Bug 579336 - Max Size and time
Summary: Max Size and time
Status: RESOLVED FIXED
Alias: None
Product: MAT
Classification: Tools
Component: Core (show other bugs)
Version: 1.12   Edit
Hardware: PC Linux
: P3 normal (vote)
Target Milestone: 1.14.0   Edit
Assignee: Andrew Johnson CLA
QA Contact:
URL:
Whiteboard:
Keywords: performance
Depends on:
Blocks:
 
Reported: 2022-03-20 01:25 EDT by Svarnim Agarwal CLA
Modified: 2023-02-03 12:25 EST (History)
0 users

See Also:


Attachments

Note You need to log in before you can comment on or make changes to this bug.
Description Svarnim Agarwal CLA 2022-03-20 01:25:40 EDT
Hey,

Wanted to know if there is a max size to a file that can be processed by MAT?
How long should it take, approximately, for a 10GB hprof file? 
Is there a way to utilize multi-threading? 
What should the heapdump value be in MemoryAnalyzer.ini for a hprof of 10GB and also is there any minimum amount of RAM and CPU that would be required for the same?
Comment 1 Andrew Johnson CLA 2022-03-21 14:15:23 EDT
Have you read https://help.eclipse.org/latest/topic/org.eclipse.mat.ui.help/tasks/configure_mat.html?cp=56_3_16 ?
MAT has handled 70GB HPROF files.
I don't know how long for a 10GB file, but it might be tens of minutes to possibly an hour or two.
The parsing does utilize multi-threading automatically.
The required JVM heap size depending more on the number of objects rather than the HPROF size and the help article gives some ways of 
estimating how much heap is required. You don't want to be swapping, so need a bit more RAM than the heap size that MAT is using
(not the heap size of the JVM that created the HPROF).
There is not a minimum CPU, but obviously the slower the CPU or the fewer the cores the longer it will take. MAT doesn't have a timeout on parsing,
so should eventually complete though.
Comment 2 Svarnim Agarwal CLA 2022-03-22 12:13:46 EDT
So I have been running multiple test scenarios where I am anonymizing a huge hprof of 10GB, and in this case, the code starts anonymizing based on a log statement that I print. But I don't see it finish even after 3-4 hours. The MAT process is killed in the background after some time and I don't know why. I don't see any exceptions or errors.  Is there a way to know if the anonymization is going on instead of assuming it is? 

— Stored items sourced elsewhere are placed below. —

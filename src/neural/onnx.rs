//! ONNX Runtime classifier backend
//!
//! Enabled with the `onnx` cargo feature. Keras `.h5` classifiers are
//! expected to be exported to ONNX (e.g. with tf2onnx) before use.

use std::path::Path;

use log::{debug, info};
use ort::session::Session;
use ort::value::{Tensor, ValueType};

use super::model::{Classifier, RawOutput};
use crate::error::{DetectError, Result};
use crate::shape::FeatureVector;

/// A classifier backed by an ONNX Runtime session
pub struct OnnxClassifier {
    session: Session,
    input_name: String,
    input_shape: Option<Vec<i64>>,
}

impl OnnxClassifier {
    /// Load an ONNX model and read its first input's declared shape
    pub fn load(path: &Path) -> Result<Self> {
        let display = path.display().to_string();
        info!("Loading ONNX model from {}", display);

        let session = Session::builder()
            .and_then(|b| b.with_intra_threads(1))
            .and_then(|b| b.commit_from_file(path))
            .map_err(|e| DetectError::ModelLoad {
                path: display.clone(),
                reason: e.to_string(),
            })?;

        let input = session.inputs.first().ok_or_else(|| DetectError::ModelLoad {
            path: display.clone(),
            reason: "model declares no inputs".to_string(),
        })?;
        let input_name = input.name.clone();
        let input_shape = match &input.input_type {
            ValueType::Tensor { shape, .. } => Some(shape.iter().copied().collect::<Vec<i64>>()),
            _ => None,
        };

        debug!(
            "ONNX input '{}' declares shape {:?}",
            input_name, input_shape
        );

        Ok(Self {
            session,
            input_name,
            input_shape,
        })
    }
}

impl Classifier for OnnxClassifier {
    fn name(&self) -> &str {
        "onnx"
    }

    fn declared_input_shape(&self) -> Option<&[i64]> {
        self.input_shape.as_deref()
    }

    fn predict(&mut self, input: &FeatureVector) -> Result<RawOutput> {
        let prediction_error = |e: ort::Error| DetectError::Prediction {
            reason: e.to_string(),
        };

        let tensor = Tensor::from_array(input.to_array()?).map_err(prediction_error)?;
        let outputs = self
            .session
            .run(ort::inputs![self.input_name.as_str() => tensor])
            .map_err(prediction_error)?;

        let (_, value) = outputs.iter().next().ok_or_else(|| DetectError::Prediction {
            reason: "model produced no output".to_string(),
        })?;
        let (_shape, data) = value.try_extract_tensor::<f32>().map_err(prediction_error)?;

        RawOutput::from_values(data.to_vec())
    }
}
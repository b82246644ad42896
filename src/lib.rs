//! Voicecheck - Deepfake Speech Detection
//!
//! Classifies a short recording as genuine or synthetic speech:
//! decode → extract acoustic descriptors → conform to the classifier's input
//! shape → run the classifier → map its output to a label and confidence.
//!
//! # Architecture
//!
//! Every stage is parameterised by a [`neural::ModelVariantDescriptor`], so
//! several incompatible classifier generations run through the same pipeline:
//! - `deepfake-voice`: 20 mean MFCCs, shape `(1, 20)`, binary score
//! - `tempered-voice`: 32 mean MFCCs, shape `(1, 32, 1)`, binary score with
//!   per-second segment labels
//! - `deepfake-voice-multiclass`: 26-field spectral schema, shape `(1, 26)`,
//!   Fake / PartialFake / Real

pub mod audio;
pub mod cli;
pub mod config;
pub mod decision;
pub mod error;
pub mod features;
pub mod neural;
pub mod pipeline;
pub mod report;
pub mod shape;

pub use config::DetectorConfig;
pub use decision::{Label, Prediction, Segment};
pub use error::{DetectError, Result};
pub use pipeline::Detector;
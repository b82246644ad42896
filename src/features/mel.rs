//! Mel filterbank, log compression and DCT for cepstral coefficients
//!
//! Uses the Slaney mel scale (linear below 1 kHz, logarithmic above) with
//! area-normalised triangular filters, matching the filters the reference
//! models were trained with.

use super::spectrum::fft_frequencies;

const F_SP: f64 = 200.0 / 3.0;
const MIN_LOG_HZ: f64 = 1000.0;
const MIN_LOG_MEL: f64 = MIN_LOG_HZ / F_SP;

fn log_step() -> f64 {
    (6.4f64).ln() / 27.0
}

/// Convert Hz to Slaney mels
pub fn hz_to_mel(hz: f64) -> f64 {
    if hz >= MIN_LOG_HZ {
        MIN_LOG_MEL + (hz / MIN_LOG_HZ).ln() / log_step()
    } else {
        hz / F_SP
    }
}

/// Convert Slaney mels to Hz
pub fn mel_to_hz(mel: f64) -> f64 {
    if mel >= MIN_LOG_MEL {
        MIN_LOG_HZ * (log_step() * (mel - MIN_LOG_MEL)).exp()
    } else {
        mel * F_SP
    }
}

/// Triangular mel filterbank, `[n_mels][n_fft / 2 + 1]`
pub fn mel_filterbank(
    sample_rate: u32,
    n_fft: usize,
    n_mels: usize,
    fmin: f64,
    fmax: f64,
) -> Vec<Vec<f32>> {
    let fft_freqs = fft_frequencies(sample_rate, n_fft);

    let mel_min = hz_to_mel(fmin);
    let mel_max = hz_to_mel(fmax);
    let mel_f: Vec<f64> = (0..n_mels + 2)
        .map(|i| mel_to_hz(mel_min + (mel_max - mel_min) * i as f64 / (n_mels + 1) as f64))
        .collect();

    (0..n_mels)
        .map(|m| {
            let lower_width = mel_f[m + 1] - mel_f[m];
            let upper_width = mel_f[m + 2] - mel_f[m + 1];
            // Slaney-style area normalisation
            let enorm = 2.0 / (mel_f[m + 2] - mel_f[m]);

            fft_freqs
                .iter()
                .map(|&f| {
                    let f = f as f64;
                    let lower = (f - mel_f[m]) / lower_width;
                    let upper = (mel_f[m + 2] - f) / upper_width;
                    (lower.min(upper).max(0.0) * enorm) as f32
                })
                .collect()
        })
        .collect()
}

/// Apply a filterbank to one power spectrum
pub fn apply_filterbank(filterbank: &[Vec<f32>], power: &[f32]) -> Vec<f32> {
    filterbank
        .iter()
        .map(|filter| {
            filter
                .iter()
                .zip(power.iter())
                .map(|(&w, &p)| w as f64 * p as f64)
                .sum::<f64>() as f32
        })
        .collect()
}

/// Convert a power spectrogram to dB in place (ref = 1.0).
///
/// Values below `amin` are floored, then everything is clipped to
/// `max - top_db` across the whole spectrogram.
pub fn power_to_db(frames: &mut [Vec<f32>], amin: f32, top_db: f32) {
    let mut global_max = f32::NEG_INFINITY;
    for frame in frames.iter_mut() {
        for v in frame.iter_mut() {
            *v = 10.0 * v.max(amin).log10();
            global_max = global_max.max(*v);
        }
    }

    if global_max.is_finite() {
        let floor = global_max - top_db;
        for frame in frames.iter_mut() {
            for v in frame.iter_mut() {
                *v = v.max(floor);
            }
        }
    }
}

/// Orthonormal DCT-II of `input`, keeping the first `count` coefficients
pub fn dct_ortho(input: &[f32], count: usize) -> Vec<f32> {
    let n = input.len();
    if n == 0 {
        return vec![0.0; count];
    }
    let n_f = n as f64;

    (0..count)
        .map(|k| {
            let sum: f64 = input
                .iter()
                .enumerate()
                .map(|(i, &x)| {
                    x as f64
                        * (std::f64::consts::PI * k as f64 * (2.0 * i as f64 + 1.0) / (2.0 * n_f))
                            .cos()
                })
                .sum();
            let scale = if k == 0 {
                (1.0 / n_f).sqrt()
            } else {
                (2.0 / n_f).sqrt()
            };
            (sum * scale) as f32
        })
        .collect()
}
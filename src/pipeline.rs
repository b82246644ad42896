//! Detection pipeline
//!
//! path → [`AudioLoader`] → [`FeatureExtractor`] → [`ShapeAdapter`] →
//! [`Classifier`] → [`LabelMapper`] → [`Prediction`]
//!
//! Every stage is parameterised by the selected [`ModelVariantDescriptor`].

use std::path::{Path, PathBuf};

use log::{debug, info};

use crate::audio::{AudioLoader, Waveform};
use crate::config::DetectorConfig;
use crate::decision::{Label, LabelMapper, Prediction, Segment, SegmentSpec};
use crate::error::{DetectError, Result};
use crate::features::FeatureExtractor;
use crate::neural::{load_classifier, Classifier, ModelVariantDescriptor};
use crate::shape::{InputShape, ShapeAdapter};

/// One-shot detector for a single model variant
#[derive(Debug, Clone)]
pub struct Detector {
    variant: ModelVariantDescriptor,
    model_dir: PathBuf,
    loader: AudioLoader,
    extractor: FeatureExtractor,
    adapter: ShapeAdapter,
    mapper: LabelMapper,
}

impl Detector {
    /// Build a detector for the variant selected in `config`
    pub fn new(config: &DetectorConfig) -> Result<Self> {
        config.validate()?;
        let variant = config.selected_variant()?;
        Ok(Self::for_variant(
            variant,
            &config.model_dir,
            config.target_sample_rate,
        ))
    }

    /// Build a detector for an explicit variant
    pub fn for_variant(
        variant: ModelVariantDescriptor,
        model_dir: &Path,
        target_sample_rate: u32,
    ) -> Self {
        Self {
            extractor: FeatureExtractor::new(variant.recipe.clone()),
            mapper: LabelMapper::new(variant.scheme.clone()),
            adapter: ShapeAdapter::new(),
            loader: AudioLoader::new(target_sample_rate),
            model_dir: model_dir.to_path_buf(),
            variant,
        }
    }

    pub fn variant(&self) -> &ModelVariantDescriptor {
        &self.variant
    }

    /// Resolved path of the variant's model artifact
    pub fn model_path(&self) -> PathBuf {
        self.variant.resolve_model_path(&self.model_dir)
    }

    /// Classify one audio file
    pub fn analyze(&self, path: &Path) -> Result<Prediction> {
        if !path.exists() {
            return Err(DetectError::FileNotFound {
                path: path.display().to_string(),
            });
        }

        info!(
            "Analyzing {} with variant '{}'",
            path.display(),
            self.variant.id
        );
        let waveform = self.loader.load(path)?;
        let mut classifier = load_classifier(&self.model_path())?;
        self.analyze_waveform(&waveform, classifier.as_mut())
    }

    /// Classify an already decoded waveform with a loaded classifier
    pub fn analyze_waveform(
        &self,
        waveform: &Waveform,
        classifier: &mut dyn Classifier,
    ) -> Result<Prediction> {
        let shape = self
            .variant
            .input_shape
            .resolve(classifier.declared_input_shape())?;
        debug!("Model input shape: {}", shape);

        let (label, confidence) = self.classify(waveform, &shape, classifier)?;
        info!("Prediction: {} ({:.2}%)", label, confidence);
        let prediction = Prediction::new(label, confidence);

        match self.variant.segments {
            Some(spec) => {
                let segments = self.segments(waveform, &spec, &shape, classifier)?;
                debug!("Labelled {} segment(s)", segments.len());
                Ok(prediction.with_segments(segments))
            }
            None => Ok(prediction),
        }
    }

    fn classify(
        &self,
        waveform: &Waveform,
        shape: &InputShape,
        classifier: &mut dyn Classifier,
    ) -> Result<(Label, f64)> {
        let raw = self.extractor.extract_vector(waveform)?;
        let vector = self.adapter.adapt(raw, shape);
        let output = classifier.predict(&vector)?;
        debug!("Raw model output: {:?}", output);
        self.mapper.map(&output)
    }

    /// Classify each window on its own
    fn segments(
        &self,
        waveform: &Waveform,
        spec: &SegmentSpec,
        shape: &InputShape,
        classifier: &mut dyn Classifier,
    ) -> Result<Vec<Segment>> {
        spec.windows(waveform.len(), waveform.sample_rate())
            .into_iter()
            .map(|(start, end)| {
                let window = waveform.slice(start, end);
                let (label, _) = self.classify(&window, shape, classifier)?;
                Ok(Segment { start, end, label })
            })
            .collect()
    }
}

#[cfg(test)]
mod tests {
    use super::*;
    use crate::audio::generate_test_tone;
    use crate::decision::{Label, LabelScheme};
    use crate::features::FeatureRecipe;
    use crate::neural::{MockClassifier, RawOutput, VariantRegistry};

    fn detector(id: &str) -> Detector {
        let registry = VariantRegistry::with_defaults().unwrap();
        let variant = registry.get(id).unwrap().clone();
        Detector::for_variant(variant, Path::new("model"), 22050)
    }

    #[test]
    fn test_binary_variant_with_mock() {
        let detector = detector("deepfake-voice");
        let mut mock = MockClassifier::fixed(RawOutput::Score(0.93));
        let wave = generate_test_tone(440.0, 1.0, 22050);

        let prediction = detector.analyze_waveform(&wave, &mut mock).unwrap();
        assert_eq!(prediction.label, Label::Fake);
        assert_eq!(prediction.confidence, 93.0);
        assert!(prediction.segments.is_none());
        assert_eq!(mock.inputs()[0].len(), 20);
    }

    #[test]
    fn test_multiclass_variant_with_mock() {
        let detector = detector("deepfake-voice-multiclass");
        let mut mock = MockClassifier::fixed(RawOutput::Distribution(vec![0.1, 0.1, 0.8]));
        let wave = generate_test_tone(440.0, 1.0, 22050);

        let prediction = detector.analyze_waveform(&wave, &mut mock).unwrap();
        assert_eq!(prediction.label, Label::Real);
        assert_eq!(prediction.confidence, 80.0);
        assert_eq!(mock.inputs()[0].len(), 26);
    }

    #[test]
    fn test_segments_invoke_model_per_window() {
        let detector = detector("tempered-voice");
        let mut mock = MockClassifier::sequence(vec![
            RawOutput::Score(0.2),
            RawOutput::Score(0.9),
            RawOutput::Score(0.1),
            RawOutput::Score(0.7),
        ]);
        // 2.5 s: two full windows, remainder dropped
        let wave = generate_test_tone(440.0, 2.5, 22050);

        let prediction = detector.analyze_waveform(&wave, &mut mock).unwrap();
        assert_eq!(prediction.label, Label::Real);

        let segments = prediction.segments.unwrap();
        assert_eq!(segments.len(), 2);
        assert_eq!((segments[0].start, segments[0].end), (0, 22050));
        assert_eq!(segments[0].label, Label::Fake);
        assert_eq!((segments[1].start, segments[1].end), (22050, 44100));
        assert_eq!(segments[1].label, Label::Real);
        assert_eq!(mock.calls(), 3);
        assert!(mock.inputs().iter().all(|v| v.len() == 32));
    }

    #[test]
    fn test_declared_shape_sets_vector_length() {
        let detector = detector("deepfake-voice");
        let mut mock = MockClassifier::fixed(RawOutput::Score(0.5)).with_declared_shape(vec![1, 26]);
        let wave = generate_test_tone(440.0, 0.5, 22050);

        detector.analyze_waveform(&wave, &mut mock).unwrap();
        let input = &mock.inputs()[0];
        assert_eq!(input.len(), 26);
        assert!(input[20..].iter().all(|&v| v == 0.0));
    }

    #[test]
    fn test_invalid_declared_shape_stops_before_model() {
        let detector = detector("deepfake-voice");
        let mut mock = MockClassifier::fixed(RawOutput::Score(0.5)).with_declared_shape(vec![1, -4]);
        let wave = generate_test_tone(440.0, 0.5, 22050);

        let err = detector.analyze_waveform(&wave, &mut mock).unwrap_err();
        assert_eq!(err.error_code(), "SHAPE_MISMATCH");
        assert_eq!(mock.calls(), 0);
    }

    #[test]
    fn test_short_recipe_is_padded_to_shape() {
        let variant = ModelVariantDescriptor::new(
            "padded",
            "padded.json",
            InputShape::new(vec![1, 26]).unwrap(),
            FeatureRecipe::mfcc(10).unwrap(),
            LabelScheme::default(),
        )
        .unwrap();
        let detector = Detector::for_variant(variant, Path::new("."), 22050);
        let mut mock = MockClassifier::fixed(RawOutput::Score(0.1));
        let wave = generate_test_tone(300.0, 0.5, 22050);

        detector.analyze_waveform(&wave, &mut mock).unwrap();
        let input = &mock.inputs()[0];
        assert_eq!(input.len(), 26);
        assert!(input[10..].iter().all(|&v| v == 0.0));
    }

    #[test]
    fn test_silent_waveform_completes() {
        let detector = detector("deepfake-voice-multiclass");
        let mut mock = MockClassifier::fixed(RawOutput::Distribution(vec![0.3, 0.3, 0.4]));
        let wave = Waveform::new(vec![0.0; 22050], 22050).unwrap();

        detector.analyze_waveform(&wave, &mut mock).unwrap();
        assert!(mock.inputs()[0].iter().all(|v| v.is_finite()));
    }

    #[test]
    fn test_prediction_error_propagates() {
        let detector = detector("deepfake-voice");
        let mut mock = MockClassifier::failing("runtime exploded");
        let wave = generate_test_tone(440.0, 0.5, 22050);

        let err = detector.analyze_waveform(&wave, &mut mock).unwrap_err();
        assert_eq!(err.error_code(), "PREDICTION_ERROR");
    }

    #[test]
    fn test_nonexistent_file_checked_first() {
        let err = detector("deepfake-voice")
            .analyze(Path::new("/nonexistent/clip.wav"))
            .unwrap_err();
        assert_eq!(err.to_string(), "File not found: /nonexistent/clip.wav");
    }

    #[test]
    fn test_model_path_resolution() {
        assert_eq!(
            detector("tempered-voice").model_path(),
            PathBuf::from("model/tempered_voice.onnx")
        );
    }
}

One more question is, I have a hprof file of size 8.5GB and I opened it using the MAT executable file, and it shows in the overview that the size is 171.2 MB. I am not sure if that's correct and just wanted to understand what this size refers to.
Comment 3 Andrew Johnson CLA 2022-03-22 13:00:04 EDT
So, is the problem that the initial parse completes in a reasonable time, but the export snapshot does not?
The size in the overview is the size of the reachable objects in the heap - the unreachable objects histogram will show you the size of the objects which could be discarded at the next GC cycle.

The export snapshot query builds a new HPROF file in segments, so you should see that file grow in length. If you reduce the segsize then
you might be able to track progress more easily.
Comment 4 Svarnim Agarwal CLA 2022-03-25 04:03:01 EDT
I usually don't see any logs... are there any flags I can set to see any information? like which step it is in and so on.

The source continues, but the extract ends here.